The AWS Lambda environment that you could get using the ZIP file approach uses version 2.34.

I know the AWS documentation mentions that it's possible to use a non-AWS base image, but there's very little documentation on that. I will try and go down that line though. Thanks!

[Khaled-El-Mansoury-EG]

For anyone else's benefit, this is what I've managed to put together as an up-to-date alternative to the amazon/aws-lambda-provided:al2 image which works fine for building native AOT-compiled .NET 7 lambda functions:

# https://github.com/aws/aws-lambda-base-images/tree/provided.al2
# Use an Amazon Linux 2023 base as amazon/aws-lambda-provided:al2 uses an older Amazon Linux with an outdated GNU libc
FROM amazonlinux:2023

# Download & Install the AWS Lambda Runtime Interface Emulator
RUN curl -Lo /usr/local/bin/aws-lambda-rie https://github.com/aws/aws-lambda-runtime-interface-emulator/releases/latest/download/aws-lambda-rie \
	&& chmod +x /usr/local/bin/aws-lambda-rie

# Create the lambda-entrypoint.sh normally found in amazon/aws-lambda-provided:al2
COPY <<-"EOF" /lambda-entrypoint.sh
#!/bin/sh
# Copyright 2020 Amazon.com, Inc. or its affiliates.

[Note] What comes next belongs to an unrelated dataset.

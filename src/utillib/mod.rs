//! Various utilities

pub mod get_terminal_width;
pub mod logging;
pub mod tempfile_utils;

All Rights Reserved.

if [ $# -ne 1 ]; then
	echo "entrypoint requires the handler name to be the first argument" 1>&2
	exit 142
fi
export _HANDLER="$1"

RUNTIME_ENTRYPOINT=/var/runtime/bootstrap
if [ -z "${AWS_LAMBDA_RUNTIME_API}" ]; then
	exec /usr/local/bin/aws-lambda-rie $RUNTIME_ENTRYPOINT
else
	exec $RUNTIME_ENTRYPOINT
fi
EOF

# Grant the execute permission on /lambda-entrypoint.sh
RUN chmod +x /lambda-entrypoint.sh

# Install libicu as required by .NET
RUN dnf install libicu -y

# Set the appropriate environment variables, working directory and entrypoint normally found in amazon/aws-lambda-provided:al2
ENV LANG=en_US.UTF-8
ENV TZ=:/etc/localtime
ENV PATH=/var/lang/bin:/usr/local/bin:/usr/bin/:/bin:/opt/bin
ENV LD_LIBRARY_PATH=/var/lang/lib:/lib64:/usr/lib64:/var/runtime:/var/runtime/lib:/var/task:/var/task/lib:/opt/lib:/usr/local/lib
ENV LAMBDA_TASK_ROOT=/var/task
ENV LAMBDA_RUNTIME_DIR=/var/runtime
WORKDIR /var/task
ENTRYPOINT ["/lambda-entrypoint.sh"]

# Copy the published Lambda function files to the runtime directory
COPY "bin/Release/lambda-publish" ${LAMBDA_RUNTIME_DIR}

[davidjb]

I've had a look through the referenced PR aws/aws-toolkit-vscode#7678 but the only link to this issue is that remote debugging support allows someone to perhaps interrogate differences in SAM images and AWS Lambda slightly more easily (and only when using that plugin in VS Code).

It doesn't appear to explain or document what the differences are and/or how they occur, which is what my original issue is about.

@anzheyazzz Could you please reopen this issue?